2026年5月28日木曜日

塩水(えんすい)うがいの効果とやり方


 塩水(えんすい)うがいは、古くから家庭で行われているシンプルですが非常に理にかなったケア方法です。風邪の予防やのどの痛みの緩和に確かな効果を発揮します。

塩水うがいの3大効果

 塩水でうがいをすると、ただの水やお茶で行うよりも高い効果が期待できます。

  • 高い殺菌・抗菌作用

    塩分には細菌の繁殖を抑える効果(静菌作用)があります。のどに付着したウイルスや雑菌の活動を弱めるのに有効です。

  • 浸透圧による消炎・むくみ軽減

    のどが痛いときは、粘膜が炎症を起こして腫れている(水分が溜まっている)状態です。体液より少し濃い塩水でうがいをすると、浸透圧の働きによって細胞から余分な水分が引き出され、のどの腫れや痛みが和らぎます。

  • 粘膜の保護と粘液の排出

    塩水はのどの粘膜を優しく潤し、粘り気のある痰(たん)やウイルスを絡め取って外に出しやすくしてくれます。

正しい塩水の作り方

 効果を最大限に高め、かつ粘膜を傷つけないための黄金比率は「約0.9%の濃度」です。これは人間の体液(生理食塩水)とほぼ同じ濃度なので、のどにしみることなく優しくケアできます。

材料分量の目安
水またはぬるま湯200ml(コップ1杯)
1.8g(小さじ1/3程度)

ポイント: 冷たい水よりも、30〜40℃のぬるま湯を使うと塩が溶けやすく、のどへの刺激も少なくなります。

効果的なうがいの手順

 上を向いていきなりガラガラ喉の奥を洗うと、手前にいたバイ菌を奥に送り込んでしまうことがあります。2ステップに分けて行うのが正解です。

1.口の中をゆすぐ(クチュクチュ):1回目。

 まず塩水を口に含み、強めにクチュクチュとゆすいで吐き出します。これで口の中(歯茎や頬の内側)にいる雑菌をあらかじめ洗い流します。

2.のどの奥を洗う(ガラガラ):2〜3回目。

 改めて塩水を口に含み、上を向いてのどの奥まで塩水が行き渡るように「ガラガラ」と15秒ほど動かして吐き出します。これを2、3回繰り返します。

⚠️ 行う際の注意点

  • 塩分濃度を濃くしすぎない:塩を入れすぎると、逆にのどの細胞から水分を奪いすぎてしまい、粘膜を痛めて炎症が悪化することがあります。「ほんのり塩気を感じる程度」で十分です。

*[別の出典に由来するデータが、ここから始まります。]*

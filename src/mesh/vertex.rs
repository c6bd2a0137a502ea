//! Vertex and per-vertex skin influence records

use bytemuck::{Pod, Zeroable};
use glam::{Vec2, Vec3};

/// Maximum bone influences per vertex
pub const MAX_INFLUENCES: usize = 4;

/// Interleaved vertex as stored on disk and uploaded to the GPU
#[repr(C)]
#[derive(Clone, Copy, Debug, Default, PartialEq, Pod, Zeroable)]
pub struct Vertex {
    pub position: [f32; 3],
    pub normal: [f32; 3],
    pub uv: [f32; 2],
}

impl Vertex {
    /// Floats per vertex in the `VRTS` chunk
    pub const FLOATS: usize = 8;

    pub fn new(position: Vec3, normal: Vec3, uv: Vec2) -> Self {
        Self {
            position: position.to_array(),
            normal: normal.to_array(),
            uv: uv.to_array(),
        }
    }

    pub fn position(&self) -> Vec3 {
        Vec3::from(self.position)
    }

    pub fn normal(&self) -> Vec3 {
        Vec3::from(self.normal)
    }

    pub fn uv(&self) -> Vec2 {
        Vec2::from(self.uv)
    }

    /// Components in file order: position, normal, texcoord
    pub fn to_floats(&self) -> [f32; Self::FLOATS] {
        let [px, py, pz] = self.position;
        let [nx, ny, nz] = self.normal;
        let [u, v] = self.uv;
        [px, py, pz, nx, ny, nz, u, v]
    }

    pub fn from_floats(f: [f32; Self::FLOATS]) -> Self {
        Self {
            position: [f[0], f[1], f[2]],
            normal: [f[3], f[4], f[5]],
            uv: [f[6], f[7]],
        }
    }
}

/// Up to four bone influences for one vertex
#[repr(C)]
#[derive(Clone, Copy, Debug, Default, PartialEq, Pod, Zeroable)]
pub struct VertexSkin {
    pub bone_ids: [u8; MAX_INFLUENCES],
    pub weights: [f32; MAX_INFLUENCES],
}

impl VertexSkin {
    pub fn new(bone_ids: [u8; MAX_INFLUENCES], weights: [f32; MAX_INFLUENCES]) -> Self {
        Self { bone_ids, weights }
    }

    /// Fully bound to a single bone
    pub fn rigid(bone: u8) -> Self {
        Self {
            bone_ids: [bone, 0, 0, 0],
            weights: [1.0, 0.0, 0.0, 0.0],
        }
    }

    /// Influences with a non-zero weight
    pub fn influences(&self) -> impl Iterator<Item = (u8, f32)> + '_ {
        self.bone_ids
            .iter()
            .zip(self.weights.iter())
            .filter(|(_, w)| **w != 0.0)
            .map(|(&id, &w)| (id, w))
    }

    pub fn total_weight(&self) -> f32 {
        self.weights.iter().sum()
    }

    /// Rescale weights to sum to one; no-op when all weights are zero
    pub fn normalize_weights(&mut self) {
        let total = self.total_weight();
        if total > 0.0 {
            for w in &mut self.weights {
                *w /= total;
            }
        }
    }
}

#[cfg(test)]
mod tests {
    use super::*;

    #[test]
    fn test_vertex_layout() {
        assert_eq!(std::mem::size_of::<Vertex>(), Vertex::FLOATS * 4);
        assert_eq!(std::mem::size_of::<VertexSkin>(), 20);
    }

    #[test]
    fn test_float_order() {
        let v = Vertex::new(Vec3::new(1.0, 2.0, 3.0), Vec3::Z, Vec2::new(0.25, 0.75));
        let floats = v.to_floats();
        assert_eq!(floats, [1.0, 2.0, 3.0, 0.0, 0.0, 1.0, 0.25, 0.75]);
        assert_eq!(Vertex::from_floats(floats), v);

        let bytes: &[u8] = bytemuck::bytes_of(&v);
        assert_eq!(&bytes[0..4], &1.0f32.to_ne_bytes());
    }

    #[test]
    fn test_influences_skip_zero_weights() {
        let skin = VertexSkin::new([3, 7, 9, 0], [0.5, 0.0, 0.5, 0.0]);
        let influences: Vec<_> = skin.influences().collect();
        assert_eq!(influences, vec![(3, 0.5), (9, 0.5)]);
    }

    #[test]
    fn test_normalize_weights() {
        let mut skin = VertexSkin::new([0, 1, 0, 0], [2.0, 2.0, 0.0, 0.0]);
        skin.normalize_weights();
        assert!((skin.total_weight() - 1.0).abs() < 0.001);

        let mut empty = VertexSkin::default();
        empty.normalize_weights();
        assert_eq!(empty.total_weight(), 0.0);
    }
}
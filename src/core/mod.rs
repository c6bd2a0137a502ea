//! Core types and utilities

pub mod types;
pub mod error;
pub mod logging;
pub mod config;

pub use types::*;
pub use error::Error;
pub use config::AnimationConfig;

  • 作り置きはしない:防腐剤などが入っていないため、うがいの度に新しく作るようにしてください。

  • 高血圧など持病がある方:うがい液を飲み込まなければ基本的には問題ありませんが、誤飲のリスクや塩分摂取に厳格な制限がある場合は、主治医に相談するか、通常の水・お茶うがいに留めておくと安心です。